Metro Finance Director Talia Lomax-O’dneal has warned department heads that they cannot request new spending measures in the 2018-2019 budget, The Tennessean reports. The city’s current $2.2 billion operating budget was a $122 million, a 5.9 percent increase over the previous year. The 2016-17 operating budget was a $121 million, a 6.1 percent increase over the previous year.

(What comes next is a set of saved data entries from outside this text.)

//! Mode table and format resolution.
//!
//! The sensor has one readout mode and one bit depth family. Requests for
//! anything else are steered back onto the supported set instead of being
//! rejected, which is what format negotiation in a media pipeline expects.

use crate::regs::RegisterWrite;
use crate::tables::MODE_COMMON_REGS;
use crate::traits::{FourCC, Rect, Result, SensorError};

/// Output width of the full frame.
pub const NATIVE_WIDTH: u32 = 2048;
/// Output height of the full frame.
pub const NATIVE_HEIGHT: u32 = 1218;
/// Left edge of the active pixel array.
pub const PIXEL_ARRAY_LEFT: i32 = 0;
/// Top edge of the active pixel array.
pub const PIXEL_ARRAY_TOP: i32 = 18;
/// Width of the active pixel array.
pub const PIXEL_ARRAY_WIDTH: u32 = 2048;
/// Height of the active pixel array.
pub const PIXEL_ARRAY_HEIGHT: u32 = 1200;

/// Media bus format code.
#[derive(Debug, Clone, Copy, PartialEq, Eq, Hash)]
pub struct FormatCode(pub u32);

impl FormatCode {
    /// 10-bit Bayer, RGGB order.
    pub const SRGGB10_1X10: Self = Self(0x300f);
    /// 10-bit Bayer, GRBG order.
    pub const SGRBG10_1X10: Self = Self(0x300a);
    /// 10-bit Bayer, GBRG order.
    pub const SGBRG10_1X10: Self = Self(0x300e);
    /// 10-bit Bayer, BGGR order.
    pub const SBGGR10_1X10: Self = Self(0x3007);
    /// 10-bit monochrome. Known but not offered by any mode.
    pub const Y10_1X10: Self = Self(0x200a);

    /// Pixel format a capture node delivers for this bus code.
    #[must_use]
    pub const fn pixel_format(self) -> Option<FourCC> {
        match self {
            Self::SRGGB10_1X10 => Some(FourCC::new(b"RG10")),
            Self::SGRBG10_1X10 => Some(FourCC::new(b"BA10")),
            Self::SGBRG10_1X10 => Some(FourCC::new(b"GB10")),
            Self::SBGGR10_1X10 => Some(FourCC::new(b"BG10")),
            Self::Y10_1X10 => Some(FourCC::new(b"Y10 ")),
            _ => None,
        }
    }
}

/// Bus codes the sensor can output, grouped four Bayer orders per depth.
/// The first entry is the canonical default.
pub const SUPPORTED_CODES: [FormatCode; 4] = [
    FormatCode::SRGGB10_1X10,
    FormatCode::SGRBG10_1X10,
    FormatCode::SGBRG10_1X10,
    FormatCode::SBGGR10_1X10,
];

/// A fixed readout configuration.
#[derive(Debug, PartialEq, Eq)]
pub struct Mode {
    /// Output width.
    pub width: u32,
    /// Output height.
    pub height: u32,
    /// Analog crop applied by this mode.
    pub crop: Rect,
    /// Register program selecting the mode.
    pub registers: &'static [RegisterWrite],
}

/// Modes available for the 10-bit Bayer family.
pub static MODES_10BIT: [Mode; 1] = [Mode {
    width: NATIVE_WIDTH,
    height: NATIVE_HEIGHT,
    crop: Rect::new(
        PIXEL_ARRAY_LEFT,
        PIXEL_ARRAY_TOP,
        PIXEL_ARRAY_WIDTH,
        PIXEL_ARRAY_HEIGHT,
    ),
    registers: MODE_COMMON_REGS,
}];

/// Normalize a requested bus code onto the supported list.
#[must_use]
pub fn resolve_format(code: FormatCode) -> FormatCode {
    if SUPPORTED_CODES.contains(&code) {
        code
    } else {
        SUPPORTED_CODES[0]
    }
}

/// Modes offered for `code`; empty for anything outside the Bayer family.
#[must_use]
pub fn modes_for(code: FormatCode) -> &'static [Mode] {
    if SUPPORTED_CODES.contains(&code) {
        &MODES_10BIT
    } else {
        &[]
    }
}

/// Pick the mode whose size is closest to the request.
///
/// Distance is squared Euclidean over (width, height); the earliest entry
/// wins a tie.
#[must_use]
pub fn nearest_mode(modes: &[Mode], width: u32, height: u32) -> Option<&Mode> {
    let distance = |mode: &Mode| {
        let dw = i64::from(mode.width) - i64::from(width);
        let dh = i64::from(mode.height) - i64::from(height);
        dw * dw + dh * dh
    };
    modes.iter().fold(None, |best: Option<&Mode>, mode| match best {
        Some(current) if distance(current) <= distance(mode) => Some(current),
        _ => Some(mode),
    })
}

/// Bus code at `index` of the enumeration offered to the pipeline.
///
/// One code is offered per bit depth; the Bayer order variants are reached
/// through [`resolve_format`] only.
pub fn enumerate_codes(index: u32) -> Result<FormatCode> {
    let group = usize::try_from(index).unwrap_or(usize::MAX);
    SUPPORTED_CODES
        .chunks(4)
        .nth(group)
        .and_then(|codes| codes.first())
        .map(|code| resolve_format(*code))
        .ok_or(SensorError::OutOfRange {
            what: "bus code",
            index,
        })
}

/// Size limits reported for one enumerated frame size.
#[derive(Debug, Clone, Copy, PartialEq, Eq)]
pub struct FrameSizeRange {
    /// Smallest width.
    pub min_width: u32,
    /// Largest width.
    pub max_width: u32,
    /// Smallest height.
    pub min_height: u32,
    /// Largest height.
    pub max_height: u32,
}

/// Frame size at `index` for `code`.
///
/// Codes without modes (anything outside the Bayer family) have no sizes,
/// so every index is out of range for them.
pub fn enumerate_sizes(code: FormatCode, index: u32) -> Result<FrameSizeRange> {
    let modes = modes_for(code);
    let mode = usize::try_from(index)
        .ok()
        .and_then(|i| modes.get(i))
        .ok_or(SensorError::OutOfRange {
            what: "frame size",
            index,
        })?;
    Ok(FrameSizeRange {
        min_width: mode.width,
        max_width: mode.width,
        min_height: mode.height,
        max_height: mode.height,
    })
}

/// Field order.
#[derive(Debug, Clone, Copy, PartialEq, Eq)]
pub enum Field {
    /// Progressive.
    None,
}

/// Colorspace.
#[derive(Debug, Clone, Copy, PartialEq, Eq)]
pub enum Colorspace {
    /// Raw sensor data.
    Raw,
}

/// Y'CbCr encoding.
#[derive(Debug, Clone, Copy, PartialEq, Eq)]
pub enum YcbcrEncoding {
    /// ITU-R BT.601.
    Bt601,
}

/// Quantization range.
#[derive(Debug, Clone, Copy, PartialEq, Eq)]
pub enum Quantization {
    /// Full range.
    FullRange,
}

/// Transfer function.
#[derive(Debug, Clone, Copy, PartialEq, Eq)]
pub enum TransferFunction {
    /// Linear raw data.
    None,
}

/// Format on the sensor's source pad.
#[derive(Debug, Clone, Copy, PartialEq, Eq)]
pub struct MbusFormat {
    /// Bus code.
    pub code: FormatCode,
    /// Frame width.
    pub width: u32,
    /// Frame height.
    pub height: u32,
    /// Field order.
    pub field: Field,
    /// Colorspace.
    pub colorspace: Colorspace,
    /// Y'CbCr encoding.
    pub ycbcr_enc: YcbcrEncoding,
    /// Quantization.
    pub quantization: Quantization,
    /// Transfer function.
    pub xfer_func: TransferFunction,
}

impl MbusFormat {
    /// A format request; colorimetry is filled in by the sensor.
    #[must_use]
    pub const fn new(code: FormatCode, width: u32, height: u32) -> Self {
        Self {
            code,
            width,
            height,
            field: Field::None,
            colorspace: Colorspace::Raw,
            ycbcr_enc: YcbcrEncoding::Bt601,
            quantization: Quantization::FullRange,
            xfer_func: TransferFunction::None,
        }
    }
}

/// Format and crop stored per pad, either by the pipeline (TRY) or by the
/// session (ACTIVE).
#[derive(Debug, Clone, Copy, PartialEq, Eq)]
pub struct PadState {
    /// Current format.
    pub format: MbusFormat,
    /// Current crop, always the selected mode's crop.
    pub crop: Rect,
}

impl Default for PadState {
    fn default() -> Self {
        init_state()
    }
}

/// Resolve `requested` to a supported format and store it, with the
/// matching crop, into `state`.
pub fn apply_format(state: &mut PadState, requested: &MbusFormat) -> MbusFormat {
    let code = resolve_format(requested.code);
    let mode = nearest_mode(modes_for(code), requested.width, requested.height)
        .unwrap_or(&MODES_10BIT[0]);

    let format = MbusFormat::new(code, mode.width, mode.height);
    state.format = format;
    state.crop = mode.crop;
    format
}

/// Default pad state: canonical code at native size.
#[must_use]
pub fn init_state() -> PadState {
    let mode = &MODES_10BIT[0];
    PadState {
        format: MbusFormat::new(SUPPORTED_CODES[0], mode.width, mode.height),
        crop: mode.crop,
    }
}

#[cfg(test)]
mod tests {
    use super::*;

    fn mode(width: u32, height: u32) -> Mode {
        Mode {
            width,
            height,
            crop: Rect::new(0, 0, width, height),
            registers: &[],
        }
    }

    #[test]
    fn test_resolve_format_keeps_supported_codes() {
        for code in SUPPORTED_CODES {
            assert_eq!(resolve_format(code), code);
        }
    }

    #[test]
    fn test_resolve_format_defaults_unknown_codes() {
        for raw in [0u32, 1, 0x2008, 0x3001, 0x300b, 0xffff_ffff] {
            assert_eq!(resolve_format(FormatCode(raw)), FormatCode::SRGGB10_1X10);
        }
    }

    #[test]
    fn test_resolve_format_idempotent() {
        for raw in [0u32, 0x300a, 0x300e, 0x3007, 0x300f, 0x200a, 0x1234] {
            let once = resolve_format(FormatCode(raw));
            assert_eq!(resolve_format(once), once);
            assert!(SUPPORTED_CODES.contains(&once));
        }
    }

    #[test]
    fn test_mono_is_not_offered() {
        assert_eq!(resolve_format(FormatCode::Y10_1X10), FormatCode::SRGGB10_1X10);
        assert!(modes_for(FormatCode::Y10_1X10).is_empty());
    }

    #[test]
    fn test_modes_for_bayer_family() {
        for code in SUPPORTED_CODES {
            let modes = modes_for(code);
            assert_eq!(modes.len(), 1);
            assert_eq!(modes[0].width, 2048);
            assert_eq!(modes[0].height, 1218);
        }
        assert!(modes_for(FormatCode(0x1234)).is_empty());
    }

    #[test]
    fn test_nearest_mode_single_entry() {
        let found = nearest_mode(&MODES_10BIT, 640, 480).expect("mode expected");
        assert_eq!((found.width, found.height), (2048, 1218));
    }

    #[test]
    fn test_nearest_mode_picks_closest() {
        let modes = [mode(4096, 2160), mode(1920, 1080), mode(640, 480)];
        let found = nearest_mode(&modes, 1800, 1000).expect("mode expected");
        assert_eq!((found.width, found.height), (1920, 1080));
        let found = nearest_mode(&modes, 100, 100).expect("mode expected");
        assert_eq!((found.width, found.height), (640, 480));
    }

    #[test]
    fn test_nearest_mode_tie_prefers_first() {
        let modes = [mode(100, 100), mode(300, 100)];
        let found = nearest_mode(&modes, 200, 100).expect("mode expected");
        assert_eq!(found.width, 100);
    }

    #[test]
    fn test_nearest_mode_empty() {
        assert!(nearest_mode(&[], 10, 10).is_none());
    }

    #[test]
    fn test_enumerate_codes() {
        assert_eq!(
            enumerate_codes(0).expect("index 0"),
            FormatCode::SRGGB10_1X10
        );
        assert!(matches!(
            enumerate_codes(1),
            Err(SensorError::OutOfRange { index: 1, .. })
        ));
    }

    #[test]
    fn test_enumerate_sizes() {
        let size = enumerate_sizes(FormatCode::SGBRG10_1X10, 0).expect("index 0");
        assert_eq!(
            size,
            FrameSizeRange {
                min_width: 2048,
                max_width: 2048,
                min_height: 1218,
                max_height: 1218,
            }
        );
    }

    #[test]
    fn test_enumerate_sizes_out_of_range() {
        assert!(matches!(
            enumerate_sizes(FormatCode::SRGGB10_1X10, 1),
            Err(SensorError::OutOfRange { index: 1, .. })
        ));
        assert!(matches!(
            enumerate_sizes(FormatCode::Y10_1X10, 0),
            Err(SensorError::OutOfRange { index: 0, .. })
        ));
    }

    #[test]
    fn test_apply_format_normalizes_request() {
        let mut state = init_state();
        let requested = MbusFormat::new(FormatCode(0xdead), 640, 480);

        let format = apply_format(&mut state, &requested);

        assert_eq!(format.code, FormatCode::SRGGB10_1X10);
        assert_eq!((format.width, format.height), (2048, 1218));
        assert_eq!(format.colorspace, Colorspace::Raw);
        assert_eq!(state.format, format);
        assert_eq!(state.crop, Rect::new(0, 18, 2048, 1200));
    }

    #[test]
    fn test_apply_format_keeps_bayer_order() {
        let mut state = init_state();
        let format = apply_format(
            &mut state,
            &MbusFormat::new(FormatCode::SBGGR10_1X10, 2048, 1218),
        );
        assert_eq!(format.code, FormatCode::SBGGR10_1X10);
    }

    #[test]
    fn test_init_state() {
        let state = init_state();
        assert_eq!(state.format.code, FormatCode::SRGGB10_1X10);
        assert_eq!((state.format.width, state.format.height), (2048, 1218));
        assert_eq!(state.crop, MODES_10BIT[0].crop);
    }

    #[test]
    fn test_pixel_formats() {
        assert_eq!(
            FormatCode::SRGGB10_1X10.pixel_format(),
            Some(FourCC::new(b"RG10"))
        );
        assert_eq!(
            FormatCode::SGRBG10_1X10.pixel_format(),
            Some(FourCC::new(b"BA10"))
        );
        assert_eq!(FormatCode(0x1234).pixel_format(), None);
    }

    #[cfg(feature = "v4l")]
    #[test]
    fn test_pixel_format_converts_to_v4l() {
        let fourcc = FormatCode::SBGGR10_1X10
            .pixel_format()
            .expect("bayer code has a pixel format");
        let converted: v4l::FourCC = fourcc.into();
        assert_eq!(&converted.repr, b"BG10");
        assert_eq!(FourCC::from(converted), fourcc);
    }
}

Mayor Megan Barry’s current budget took Metro Nashville over the $2 billion mark for the first time.

“Prudent financial management requires a periodic look for efficiencies and savings opportunities, and there are several fiscal challenges for the 2018 fiscal year,” Lomax-O’dneal said in her letter to department heads.

Those “challenges” include tax collections that have returned to normal levels, dwindling reserve balances and increased debt payment obligations.

Lomax-O’dneal’s letter failed to mention two issues, one a current budget “challenge,” and the other a potential “challenge.” The former is the $17.1 million lifeline the Metro Council voted last month to give Nashville General Hospital. The latter is the proposed $9 billion light rail transit plan (although if one asked the city, they might say the cost would be $5.2 billion).

NoTax4Tracks, a PAC that questions the transit plan’s feasibility, had this to say in a newsletter: “We put on our decoder ring and came up with this. Metro is saying: ‘Our projections were off. We’re spending more than we’re taking in. Our debt has gone up. It’s time to tighten our belts.’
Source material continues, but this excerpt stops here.